Chapitre 17 — Benjamin : orage, tempête et mistral

10 minutes de lecture

Ce soir, la famille est de visite. La belle-mère et son mari ont débarqué à l’improviste, Zéphir a les chocottes. Elle lui fait peur cette vieille sorcière avec sa voix de fumeuse endurcie et ses talons qui font crisser le parquet. Ils sont venus réclamer les eurasos prêtés avec intérêt. Depuis des années, chaque couple est tour à tour débiteur de l’autre, ce soir c’est nous. On négocie autour de quelques litres de vinasse, ma sœur et moi on n’est pas descendus dire bonjour… ils ne nous ont pas réclamés. Porte de sa chambre verrouillée, je racontais à ma sœur des histoires pour dormir. S’agissait qu’elle pionce avant qu’ils n’aient entamé la troisième bouteille. Après, ils ne répondraient plus de rien. Comme de coutume, je déballais des aventures improvisées. Mon talent de conteur n’a jamais été grand, qu’importe Zéphir n’est pas difficile. On lui dit à peu près ce qu’on veut en casant « chevalier », « roi » ou « dragon » dans les phrases et le tour est joué. Un dragon roi est attaqué par un lutin qui veut monter sur le trône… Un lutin décide de devenir chevalier… Un chevalier combat pour un roi afin d’avoir la main de la princesse… Une princesse tombe amoureuse d’un lutin… Les combinaisons sont infinies. Quoi que je raconte Zéphir est fascinée, m’écoute comme si j’étais un dieu. Un de ces quatre, faudra que j’explore un peu plus les mystères de la gent féminine… Car le jour où je veux une petite copine, je ne sais pas si des histoires de roi et de lutin suffiront.

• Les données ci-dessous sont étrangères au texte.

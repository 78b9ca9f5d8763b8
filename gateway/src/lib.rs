//! Practice gateway library modules.
//!
//! The gateway sits between browsers and the homeopathy practice backend:
//! it gates routes on the session cookies, proxies organisation-scoped
//! resources, and drives the catalogue forms.

pub mod doc;
pub mod domain;
pub mod inbound;
pub mod middleware;
pub mod outbound;

/// Public OpenAPI surface used by Swagger UI and tooling.
pub use doc::ApiDoc;
pub use middleware::Trace;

Ce qui se trame en bas perturbe le récit… mon roi devient un seigneur endetté devant payer un chevalier bourré. Sans importance, mon courant d’air s’est endormi. Je crois qu’en fait mes racontars l’ennuyaient un peu, qu’elle était fatiguée et n’a pas pioncé dans la seconde juste par politesse. Un dieu, mouais… quand elle veut. Mon adepte est redevenue bien vite athée. Affaire réglée, les trompettes de Jéricho retentiraient qu’elle ne se réveillerait pas.

En bas, ça gueulait sévère. Je sortis de la chambre et enclenchai le système de sécurité, précaution prise pour chaque sortie nocturne. Le petit boîtier à côté du lit veillerait sur elle à ma place. Toute personne autre que moi qui entrerait dans la chambre de Zéphir recevrait un sacré coup de jus. L’engin était même capable d’appeler lui-même les flics et de décrire la situation. Là, je ne compte pas le nombre de soirées Trajil que ça m’a coûté : en cet an de grâce, l’appareil qui ne tombe jamais en panne existe, mais a un coût.

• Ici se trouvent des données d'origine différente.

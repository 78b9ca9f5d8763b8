//! Identity service implemented against the backend's `/public/auth` API.

use std::sync::Arc;

use actix_web::cookie::Cookie;
use async_trait::async_trait;
use serde_json::{Value, json};

use crate::domain::cookies::{ACCESS_TOKEN_COOKIE, REFRESH_TOKEN_COOKIE};
use crate::domain::forms::ValidationError;
use crate::domain::ports::{
    ApiRequest, ApiResponse, BackendApi, IdentityService, IdentityServiceError, LoginOutcome,
    PhoneFlowOutcome, RequestBody, TokenPair,
};
use crate::domain::{GENERIC_FAILURE_MESSAGE, Identity, LoginCredentials, PhoneRequest};

const ME_PATH: &str = "/public/auth/me";
const LOGIN_PATH: &str = "/public/auth/login";
const LOGOUT_PATH: &str = "/public/auth/logout";
const REFRESH_PATH: &str = "/public/auth/token/refresh";
const PHONE_VERIFICATION_PATH: &str = "/public/auth/phone-verification";
const FORGOT_PASSWORD_PATH: &str = "/public/auth/forgot-password";

/// Identity use-cases over any [`BackendApi`].
#[derive(Clone)]
pub struct HttpIdentityService {
    api: Arc<dyn BackendApi>,
}

impl HttpIdentityService {
    /// Wrap a backend client.
    pub fn new(api: Arc<dyn BackendApi>) -> Self {
        Self { api }
    }

    async fn post_phone(
        &self,
        path: &str,
        request: &PhoneRequest,
    ) -> Result<PhoneFlowOutcome, IdentityServiceError> {
        let response = self
            .api
            .send(
                ApiRequest::post(path)
                    .with_body(RequestBody::Json(json!({ "phone": request.phone() }))),
            )
            .await?;
        if response.is_success() {
            Ok(PhoneFlowOutcome::Accepted(response.general_message()))
        } else {
            Ok(PhoneFlowOutcome::Rejected(rejection(&response)))
        }
    }
}

fn string_at(body: &Value, keys: &[&str]) -> Option<String> {
    keys.iter()
        .find_map(|key| body.get(*key).and_then(Value::as_str))
        .filter(|value| !value.is_empty())
        .map(str::to_owned)
}

fn cookie_value(set_cookies: &[String], name: &str) -> Option<String> {
    set_cookies
        .iter()
        .filter_map(|raw| Cookie::parse(raw.as_str()).ok())
        .find(|cookie| cookie.name() == name)
        .map(|cookie| cookie.value().to_owned())
        .filter(|value| !value.is_empty())
}

/// Tokens from the body (`access`/`access_token`, `refresh`/`refresh_token`,
/// possibly under `data`) or, failing that, from the backend's cookies.
fn issued_tokens(response: &ApiResponse) -> Option<TokenPair> {
    let body = response.payload();
    let access = string_at(body, &["access", "access_token"])
        .or_else(|| cookie_value(&response.set_cookies, ACCESS_TOKEN_COOKIE))?;
    let refresh = string_at(body, &["refresh", "refresh_token"])
        .or_else(|| cookie_value(&response.set_cookies, REFRESH_TOKEN_COOKIE))?;
    Some(TokenPair { access, refresh })
}

/// Field errors from a rejection, falling back to one form-level message.
fn rejection(response: &ApiResponse) -> Vec<ValidationError> {
    let errors = response.validation_errors();
    if errors.is_empty() {
        let message = response
            .general_message()
            .unwrap_or_else(|| GENERIC_FAILURE_MESSAGE.to_owned());
        vec![ValidationError::new("non_field_errors", [message])]
    } else {
        errors
    }
}

#[async_trait]
impl IdentityService for HttpIdentityService {
    async fn probe(&self, cookie_header: Option<String>) -> Result<bool, IdentityServiceError> {
        let response = self
            .api
            .send(ApiRequest::get(ME_PATH).with_cookies(cookie_header.as_deref()))
            .await?;
        Ok(response.status == 200)
    }

    async fn who_am_i(
        &self,
        cookie_header: Option<String>,
    ) -> Result<Option<Identity>, IdentityServiceError> {
        let response = self
            .api
            .send(ApiRequest::get(ME_PATH).with_cookies(cookie_header.as_deref()))
            .await?;
        if response.status != 200 {
            return Ok(None);
        }
        Identity::from_me_body(response.payload())
            .map(Some)
            .map_err(|error| IdentityServiceError::decode(error.to_string()))
    }

    async fn login(
        &self,
        credentials: &LoginCredentials,
    ) -> Result<LoginOutcome, IdentityServiceError> {
        let response = self
            .api
            .send(
                ApiRequest::post(LOGIN_PATH)
                    .with_body(RequestBody::Form(credentials.form_fields())),
            )
            .await?;
        if response.status != 200 {
            return Ok(LoginOutcome::Rejected(rejection(&response)));
        }
        issued_tokens(&response)
            .map(LoginOutcome::Authenticated)
            .ok_or_else(|| IdentityServiceError::decode("login response carried no tokens"))
    }

    async fn logout(&self, cookie_header: Option<String>) -> Result<(), IdentityServiceError> {
        self.api
            .send(ApiRequest::post(LOGOUT_PATH).with_cookies(cookie_header.as_deref()))
            .await?;
        Ok(())
    }

    async fn refresh(&self, refresh_token: &str) -> Result<Option<TokenPair>, IdentityServiceError> {
        let response = self
            .api
            .send(
                ApiRequest::post(REFRESH_PATH)
                    .with_body(RequestBody::Json(json!({ "refresh": refresh_token }))),
            )
            .await?;
        if response.status != 200 {
            return Ok(None);
        }
        let body = response.payload();
        let access = string_at(body, &["access", "access_token"])
            .or_else(|| cookie_value(&response.set_cookies, ACCESS_TOKEN_COOKIE));
        Ok(access.map(|access| TokenPair {
            access,
            refresh: string_at(body, &["refresh", "refresh_token"])
                .or_else(|| cookie_value(&response.set_cookies, REFRESH_TOKEN_COOKIE))
                .unwrap_or_else(|| refresh_token.to_owned()),
        }))
    }

    async fn request_phone_verification(
        &self,
        request: &PhoneRequest,
    ) -> Result<PhoneFlowOutcome, IdentityServiceError> {
        self.post_phone(PHONE_VERIFICATION_PATH, request).await
    }

    async fn forgot_password(
        &self,
        request: &PhoneRequest,
    ) -> Result<PhoneFlowOutcome, IdentityServiceError> {
        self.post_phone(FORGOT_PASSWORD_PATH, request).await
    }
}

Concernant ceux d’en bas, je ne pense pas qu’ils aient planifié de monter, ni que leurs jambes les porteraient en pareil cas. Le premier étage est notre territoire et personne n’a le droit d’y venir sans autorisation… une règle que mes parents connaissent et respectent.

Zéphir protégée par une lourde porte en chêne et un boîtier au top de la performance, famille sous alcool, moi fin prêt : tout allait pour le mieux.

En plus des cris, on entendait maintenant des bris de verre. Ça avait l’air de voltiger pas mal, rien d’inhabituel en somme, chez nous les verres voltigent plus que dans les maisons hantées. La casse est si courante qu’on ne boit plus que dans des verres à moutarde. Pourquoi pas en plastique ? Ils aiment la casse. A y réfléchir, ces dettes ne sont que prétextes. La recherche du conflit est l’apanage des âmes vides. Ça occupe… Et puis, c’est leur manière à eux de se retrouver et de communiquer.

On était passés aux empoignades. Comment peut-on dépenser autant d’énergie pour des gens qu’on déteste ? J’aurais presque eu envie d’aller assister au match de catch à quatre. Les parents auraient voulu que je participe, et je ne frappe que pour mon compte. Puis surtout j’avais mieux à faire.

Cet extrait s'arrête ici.